Remote iEEG recording during TR-PTSD symptom exacerbation
To assess electrophysiological changes present during TR-PTSD symptom exacerbation and asymptomatic periods in real-world settings, we utilized the remote recording capabilities of the RNS device. During periods of self-reported symptom exacerbations over one year, TR-PTSD participants were able to wirelessly trigger the storage of iEEG activity by swiping a magnet over the scalp at the implant site. Proximity between the implanted neurostimulator and the magnet enables the storage of an iEEG trace 120 s before (pre) and 60 s after (post) the swipe. We obtained 3 recordings for TR-PTSD 1 and 11 recordings for TR-PTSD 2. Following the magnet swipe, participants indicated the intensity of the emotional event using the Subjective Units of Distress Scale (SUDS)12 and/or self-reported descriptions. For TR-PTSD 1 there were two self-reported descriptions of symptomatic events, one of them was rated on the SUDS scale with a score of 8 out of 10 (Supplementary Table 4, event 1). Magnet swipes for TR-PTSD 2 (n = 11) had a SUDS score of 2.23 ± 0.33 (mean ± s.e.m.) out of 10. iEEG recordings during asymptomatic periods were collected using scheduled recordings where RNS devices were individually programmed to record iEEG activity during times of the day when participants tended to report being asymptomatic. These asymptomatic time periods occurred between 8 am and 1 pm (TR-PTSD 1) and 10–11 pm (TR-PTSD 2).
Electrode localization
The precise anatomical location of each electrode contact was determined by co-registering a high-resolution post-operative head computed tomography (CT) image (1 s rotation, high-quality (HQ) mode, helical pitch 1, 0.6 mm slice collimation) to a pre-operative high-resolution structural MRI image (T1-weighted sequence, TR-PTSD 1-2, non-TR-PTSD 1-4: TR = 2100 ms, TE = 2.84 ms, 192 slices, voxel size: 1.0 × 1.0 × 1.0 mm3; non-TR-PTSD 5-6: TR = 1900 ms, TE = 2.44 ms, voxel size: 1.0 × 1.0 × 1.0 mm3) for each participant. Electrode localizations (Fig. 1c, Supplementary Fig. 1, Supplementary Fig. 2, Supplementary Table 2, Supplementary Table 3) were confirmed via 1) automatic segmentation using the FreeSurfer software suite38 and 2) visual inspection by trained lab personnel (J.G., N.S., J.P.L.).

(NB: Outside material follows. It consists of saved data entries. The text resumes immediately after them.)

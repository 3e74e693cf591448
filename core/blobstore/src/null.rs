//! Null blobstore client.

use async_trait::async_trait;
use std::time::Duration;

use blobshed_common::{BlobKey, Error, Result};

use crate::client::{Blob, BlobstoreClient, ByteStream, SignedMethod};

/// A client that accepts every write and stores nothing.
///
/// Used when a resource type has no backing store configured: uploads are
/// discarded, reads behave as if the store were empty.
#[derive(Debug, Default, Clone)]
pub struct NullClient;

impl NullClient {
    pub fn new() -> Self {
        Self
    }
}

#[async_trait]
impl BlobstoreClient for NullClient {
    fn backend(&self) -> &str {
        "null"
    }

    fn root_dir(&self) -> Option<&str> {
        None
    }

    async fn exists(&self, _key: &BlobKey) -> Result<bool> {
        Ok(false)
    }

    async fn download(&self, key: &BlobKey) -> Result<Vec<u8>> {
        Err(Error::NotFound(format!("Blob not found: {}", key)))
    }

    async fn download_stream(&self, key: &BlobKey) -> Result<ByteStream> {
        Err(Error::NotFound(format!("Blob not found: {}", key)))
    }

    async fn put(&self, key: &BlobKey, data: Vec<u8>) -> Result<Blob> {
        Ok(Blob {
            key: key.partitioned(),
            size: Some(data.len() as u64),
            etag: None,
            last_modified: None,
        })
    }

    async fn put_stream(&self, key: &BlobKey, mut stream: ByteStream) -> Result<Blob> {
        use futures::StreamExt;
        // Drain the stream so upstream producers complete normally.
        let mut size = 0u64;
        while let Some(chunk) = stream.next().await {
            size += chunk?.len() as u64;
        }
        Ok(Blob {
            key: key.partitioned(),
            size: Some(size),
            etag: None,
            last_modified: None,
        })
    }

    async fn copy(&self, _src: &BlobKey, _dest: &BlobKey) -> Result<()> {
        Ok(())
    }

    async fn delete(&self, _key: &BlobKey) -> Result<()> {
        Ok(())
    }

    async fn delete_all(&self) -> Result<()> {
        Ok(())
    }

    async fn delete_prefix(&self, _prefix: &str) -> Result<()> {
        Ok(())
    }

    async fn blob(&self, key: &BlobKey) -> Result<Blob> {
        Err(Error::NotFound(format!("Blob not found: {}", key)))
    }

    async fn list(&self, _prefix: &str) -> Result<Vec<Blob>> {
        Ok(Vec::new())
    }

    async fn signed_url(
        &self,
        _key: &BlobKey,
        _method: SignedMethod,
        _expires_in: Duration,
    ) -> Result<String> {
        Err(Error::Unsupported(
            "null blobstore cannot sign URLs".to_string(),
        ))
    }
}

Detection of epileptic events
To detect interictal epileptiform discharges (IEDs) in epilepsy participants, for each iEEG channel we applied a method described previously39, and which we have used in previous studies with the RNS System22,36,37. This method uses a double thresholding algorithm with two criteria: (1) the envelope of the unfiltered signal was 6 standard deviations above baseline; or (2) the envelope of the filtered signal (15-80 Hz band-pass filter after signal rectification) was 6 standard deviations above baseline. Trials where there was an IED detected 2 s before or during image presentation were excluded from analysis. Though the total IED detected represented 2–4% of the total iEEG signal across non-TR-PTSD participants, an average of 5 ± 0.826 of 60 trials were excluded from each electrode. No channels involving neurologist-identified seizure foci were incorporated in analyses. All non-TR-PTSD (epilepsy) participants gave informed consent to turn off the detection of epileptic events and consequent stimulation during completion of the experimental paradigm to prevent stimulation artifacts in the iEEG recordings.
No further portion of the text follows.